Suara.com - Saksi ahli patologi forensik dari Unversitas Queensland, Brisbane, Australia, Beng Beng Ong, menjelaskan beberapa kasus kematian di dunia akibat racun sianida.
Pertama, kasus kematian seorang perempuan meninggal setelah menelan satu sendok sianida.
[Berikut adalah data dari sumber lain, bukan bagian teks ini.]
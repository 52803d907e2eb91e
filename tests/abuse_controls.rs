//! CSRF and rate-limit behavior over the wire.

use credential_intake::config::IntakeConfig;

mod common;

#[tokio::test]
async fn test_missing_csrf_header_rejected_with_403() {
    let server = common::start_server(IntakeConfig::default()).await;
    let client = common::client();
    // Establish a session, but omit the header on submit.
    let _token = common::fetch_token(&client, &server).await;

    let response = client
        .post(server.url("/submit"))
        .json(&common::valid_body())
        .send()
        .await
        .unwrap();

    assert_eq!(response.status(), 403);
    let body: serde_json::Value = response.json().await.unwrap();
    assert_eq!(body["message"], "Invalid CSRF token");
    assert!(server.stored_records().await.is_empty());
}

#[tokio::test]
async fn test_token_without_session_cookie_rejected() {
    let server = common::start_server(IntakeConfig::default()).await;

    let with_cookies = common::client();
    let token = common::fetch_token(&with_cookies, &server).await;

    // Same token presented from a client with no session cookie.
    let without_cookies = reqwest::Client::builder().no_proxy().build().unwrap();
    let response = without_cookies
        .post(server.url("/submit"))
        .header("X-CSRF-Token", &token)
        .json(&common::valid_body())
        .send()
        .await
        .unwrap();

    assert_eq!(response.status(), 403);
    assert!(server.stored_records().await.is_empty());
}

#[tokio::test]
async fn test_altered_token_rejected() {
    let server = common::start_server(IntakeConfig::default()).await;
    let client = common::client();
    let token = common::fetch_token(&client, &server).await;

    let mut altered = token.clone();
    altered.pop();
    altered.push('!');

    let response = client
        .post(server.url("/submit"))
        .header("X-CSRF-Token", &altered)
        .json(&common::valid_body())
        .send()
        .await
        .unwrap();

    assert_eq!(response.status(), 403);
    assert!(server.stored_records().await.is_empty());
}

#[tokio::test]
async fn test_refetch_supersedes_previous_token() {
    let server = common::start_server(IntakeConfig::default()).await;
    let client = common::client();

    let first = common::fetch_token(&client, &server).await;
    let second = common::fetch_token(&client, &server).await;
    assert_ne!(first, second);

    let response = client
        .post(server.url("/submit"))
        .header("X-CSRF-Token", &first)
        .json(&common::valid_body())
        .send()
        .await
        .unwrap();
    assert_eq!(response.status(), 403);

    let response = client
        .post(server.url("/submit"))
        .header("X-CSRF-Token", &second)
        .json(&common::valid_body())
        .send()
        .await
        .unwrap();
    assert_eq!(response.status(), 200);
}

#[tokio::test]
async fn test_submissions_over_ceiling_rejected_with_429() {
    let mut config = IntakeConfig::default();
    config.rate_limit.max_requests = 2;
    let server = common::start_server(config).await;
    let client = common::client();
    let token = common::fetch_token(&client, &server).await;

    for _ in 0..2 {
        let response = client
            .post(server.url("/submit"))
            .header("X-CSRF-Token", &token)
            .json(&common::valid_body())
            .send()
            .await
            .unwrap();
        assert_eq!(response.status(), 200);
    }

    let response = client
        .post(server.url("/submit"))
        .header("X-CSRF-Token", &token)
        .json(&common::valid_body())
        .send()
        .await
        .unwrap();

    assert_eq!(response.status(), 429);
    let body: serde_json::Value = response.json().await.unwrap();
    assert_eq!(body["message"], "Too many requests, please try again later.");
    assert_eq!(server.stored_records().await.len(), 2);
}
Korban langsung kejang-kejang, sebelum akhirnya meregang nyawa.
"Kemudian, dia menjadi kejang-kejang dan meninggal dunia kira-kira dua jam," kata saksi ahli yang dihadirkan pengacara terdakwa kasus pembunuhan Mirna Salihin, Jessica Kumala Wongso, dalam sidang di Pengadilan Negeri Jakarta Pusat, Senin (5/9/2016).
Kasus kedua, kematian yang dialami seorang tukang emas. Dari pemeriksaan autopsi, kata Beng , terdapat sianida di dalam darah korban sebesar 80,9 miligram perliter, empedu 20,1 miligram perliter, dan lambung sebesar 1,26 gram perliter. Sianida ditemukan tiga hari setelah korban meninggal.
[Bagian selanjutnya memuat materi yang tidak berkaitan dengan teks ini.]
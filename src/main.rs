//! Credential Intake Service
//!
//! A small HTTP service built with Tokio and Axum that accepts
//! login-style credential submissions and records them durably.
//!
//! # Architecture Overview
//!
//! ```text
//!                    ┌───────────────────────────────────────────────┐
//!                    │              CREDENTIAL INTAKE                 │
//!                    │                                                │
//!   GET /csrf-token  │  ┌──────────┐                                  │
//!   ─────────────────┼─▶│  http    │──▶ security::csrf (issue)        │
//!                    │  │ handlers │                                  │
//!   POST /submit     │  └────┬─────┘                                  │
//!   ─────────────────┼──────▶│                                        │
//!                    │       ▼                                        │
//!                    │  ┌──────────────────────────────────────────┐ │
//!                    │  │               pipeline                    │ │
//!                    │  │  rate_limit → csrf verify → validate      │ │
//!                    │  │      → bcrypt hash → storage append       │ │
//!                    │  └──────────────────────────────────────────┘ │
//!                    │                                                │
//!                    │  ┌────────────────────────────────────────┐   │
//!                    │  │          Cross-Cutting Concerns          │  │
//!                    │  │  config │ observability │ lifecycle      │  │
//!                    │  └────────────────────────────────────────┘   │
//!                    └───────────────────────────────────────────────┘
//! ```

use clap::Parser;
use std::path::PathBuf;
use tokio::net::TcpListener;

use credential_intake::config::{loader::load_config, IntakeConfig};
use credential_intake::http::HttpServer;
use credential_intake::lifecycle::{signals, Shutdown};
use credential_intake::observability;

/// Command-line arguments.
#[derive(Parser, Debug)]
#[command(name = "credential-intake", version, about = "Credential submission intake service")]
struct Cli {
    /// Path to a TOML configuration file. Defaults are used when absent.
    #[arg(long)]
    config: Option<PathBuf>,
}

#[tokio::main]
async fn main() -> Result<(), Box<dyn std::error::Error>> {
    let cli = Cli::parse();

    observability::logging::init();

    tracing::info!("credential-intake v0.1.0 starting");

    let config = match &cli.config {
        Some(path) => load_config(path)?,
        None => IntakeConfig::default(),
    };

    tracing::info!(
        bind_address = %config.listener.bind_address,
        rate_limit_window_secs = config.rate_limit.window_secs,
        rate_limit_max_requests = config.rate_limit.max_requests,
        bcrypt_cost = config.hashing.cost,
        data_file = %config.storage.data_file,
        "Configuration loaded"
    );

    // Bind TCP listener
    let listener = TcpListener::bind(&config.listener.bind_address).await?;
    let local_addr = listener.local_addr()?;

    tracing::info!(
        address = %local_addr,
        "Listening for connections"
    );

    // Initialize metrics exporter
    if config.observability.metrics_enabled {
        if let Ok(addr) = config.observability.metrics_address.parse() {
            observability::metrics::init_metrics(addr);
        } else {
            tracing::error!(
                metrics_address = %config.observability.metrics_address,
                "Failed to parse metrics address"
            );
        }
    }

    // Graceful shutdown on Ctrl+C / SIGTERM
    let shutdown = Shutdown::new();
    let server_shutdown = shutdown.subscribe();
    tokio::spawn(signals::wait_for_signal(shutdown));

    // Create and run HTTP server
    let server = HttpServer::new(config);
    server.run(listener, server_shutdown).await?;

    tracing::info!("Shutdown complete");
    Ok(())
}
Berangkat dari dua kasus itu, Beng meragukan jika Mirna tewas karena racun sianida. Pasalnya, jika Mirna meninggal usai meminum es kopi Vietnam yang dicampur sianida, kadar sianida yang ditemukan dalam tubuh harusnya lebih dari 0,2 miligram perliter. Racun itu ditemukan dalam lambung Mirna, menurut forensik polisi.
"Apabila seseorang meninggal karena sianida, terutama masuk lewat mulut, maka akan mengakibatkan tingkat sianida yang dijumpai pada lambung biasanya sangat tinggi dan bisa mencapai lebih dari 1.000 miligram per liter," kata Beng.
Dia juga menyinggung hasil pemeriksaan sampel setelah Mirna dinyatakan meninggal dunia. Dari pemeriksaan tersebut, katanya, tak ditemukan adanya sianida pada empedu, hati, dan urine Mirna.
"Di empedu dan hati tidak dideteksi adanya sianida. Air seni juga negatif. Yang juga mengejutkan adalah barang bukti 4 yang menjelaskan tentang cairan lambung yang diambil segera setelah korban meninggal dunia. Hasilnya negatif," katanya.